Un beau matin, certain enfant,
Se livrant aux jeux de son âge,
Dirigeait dans les airs un léger cerf-volant
Qui, comme c'est assez l'usage,
Car l'élévation nous aveugle souvent,
Enflé d'orgueil encor plus que de vent,
Se croyait un grand personnage,
Et s'imagina follement
Pouvoir, dans les plaines du vide,
Se soutenir facilement
Sans liens et sans guide.
« À quoi bon, disait- il,
« Être comme un esclave,
« Retenu par ce fil
« Qui m'oppose une entrave
« Que resserre à son gré le marmot le plus vil ?

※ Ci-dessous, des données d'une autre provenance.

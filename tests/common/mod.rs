//! Common test utilities and helpers
//!
//! This module provides shared utilities for integration tests.

#![allow(dead_code)]

use async_trait::async_trait;
use instagram_client::{
    Result,
    session::CookieSet,
    transport::{Request, Response, Transport, TransportOptions},
};
use std::sync::{Arc, Mutex};

/// Transport double returning a fixed response and recording every call
#[derive(Debug, Clone)]
pub struct RecordingTransport {
    options: TransportOptions,
    cookies: CookieSet,
    body: String,
    pub requests: Arc<Mutex<Vec<Request>>>,
    pub cookie_writes: Arc<Mutex<usize>>,
}

impl RecordingTransport {
    pub fn replying(body: impl Into<String>) -> Self {
        Self {
            options: TransportOptions::default(),
            cookies: CookieSet::new(),
            body: body.into(),
            requests: Arc::new(Mutex::new(Vec::new())),
            cookie_writes: Arc::new(Mutex::new(0)),
        }
    }

    pub fn sent(&self) -> Vec<Request> {
        self.requests.lock().unwrap().clone()
    }
}

#[async_trait]
impl Transport for RecordingTransport {
    fn set_cookies(&mut self, cookies: &CookieSet) {
        *self.cookie_writes.lock().unwrap() += 1;
        self.cookies = cookies.clone();
    }

    fn cookies(&self) -> &CookieSet {
        &self.cookies
    }

    fn options(&self) -> &TransportOptions {
        &self.options
    }

    fn options_mut(&mut self) -> &mut TransportOptions {
        &mut self.options
    }

    async fn send(&self, request: Request) -> Result<Response> {
        self.requests.lock().unwrap().push(request);
        Ok(Response::new(200, self.body.clone()))
    }
}

/// Test helper functions
pub mod helpers {
    use instagram_client::{Session, session::CookieSet};

    /// Session holding the cookies a login flow would produce
    pub fn test_session() -> Session {
        Session::new(CookieSet::from_pairs([
            ("sessionid", "42%3Aabc"),
            ("csrftoken", "csrf"),
            ("ds_user_id", "42"),
        ]))
    }
}
//! Account-wide endpoints

use super::capability;
use crate::{
    Result,
    client::{ClientGeneric, Outcome},
    transport::{Method, Transport},
    types::{NewsInbox, UserInfo},
};

#[derive(Debug)]
pub struct General<'a, T: Transport> {
    client: &'a ClientGeneric<T>,
}

capability!(General, "general");

impl<T: Transport> General<'_, T> {
    /// Activity feed of the session account
    pub async fn news_inbox(&self) -> Result<Outcome<NewsInbox>> {
        self.client.check_prerequisites()?;

        let request = self.client.request(Method::Get, "news/inbox/");
        self.execute(request).await
    }

    /// Profile of the session account
    pub async fn current_user(&self) -> Result<Outcome<UserInfo>> {
        self.client.check_prerequisites()?;

        let request = self
            .client
            .request(Method::Get, "accounts/current_user/")
            .query("edit", "true");
        self.execute(request).await
    }
}
//! Recording transport for unit tests

use super::{Request, Response, Transport, TransportOptions};
use crate::{Error, Result, session::CookieSet};
use async_trait::async_trait;
use std::sync::Mutex;

#[derive(Debug)]
pub(crate) struct MockTransport {
    options: TransportOptions,
    cookies: CookieSet,
    status: u16,
    body: String,
    requests: Mutex<Vec<Request>>,
}

impl MockTransport {
    /// Answer every request with `200` and the given body
    pub(crate) fn replying(body: impl Into<String>) -> Self {
        Self::with_status(200, body)
    }

    pub(crate) fn with_status(status: u16, body: impl Into<String>) -> Self {
        Self {
            options: TransportOptions::default(),
            cookies: CookieSet::new(),
            status,
            body: body.into(),
            requests: Mutex::new(Vec::new()),
        }
    }

    pub(crate) fn requests(&self) -> Vec<Request> {
        self.requests.lock().unwrap().clone()
    }

    pub(crate) fn last_request(&self) -> Option<Request> {
        self.requests.lock().unwrap().last().cloned()
    }
}

#[async_trait]
impl Transport for MockTransport {
    fn set_cookies(&mut self, cookies: &CookieSet) {
        self.cookies = cookies.clone();
    }

    fn cookies(&self) -> &CookieSet {
        &self.cookies
    }

    fn options(&self) -> &TransportOptions {
        &self.options
    }

    fn options_mut(&mut self) -> &mut TransportOptions {
        &mut self.options
    }

    async fn send(&self, request: Request) -> Result<Response> {
        self.requests.lock().unwrap().push(request);
        let response = Response::new(self.status, self.body.clone());
        if response.is_success() {
            Ok(response)
        } else {
            Err(Error::http_status(self.status, self.body.clone()))
        }
    }
}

« Si, comme les oiseaux, dans un juste équilibre,
« Je franchis l'air d'un vol majestueux,
« En brisant un joug odieux,
« Comme eux aussi, pourquoi ne pas devenir libre ? »
À l'instant même il s'abaissa,
Et, par une secousse forte,
En se relevant fit en sorte
Que son fil se cassa.
Quel fut le fruit d'une telle imprudence ?
Jouet des aquilons, ce pauvre cerf- volant
Haussant,
Baissant,
Caracolant,
Se débat quelque temps contre leur violence :
Sa folle résistance augmente encor ses maux "
Il sort tout déchiré de cette vaine lutte,
Et bientôt, n'offrant plus que de tristes lambeaux,
Fait la plus honteuse culbute.
Son exemple devrait vous servir de leçon,
Jeunes gens qui voyez, souvent, comme une chaîne,
Le fil heureux dont se sert la raison
Pour diriger vos pas quand l'erreur vous entraîne.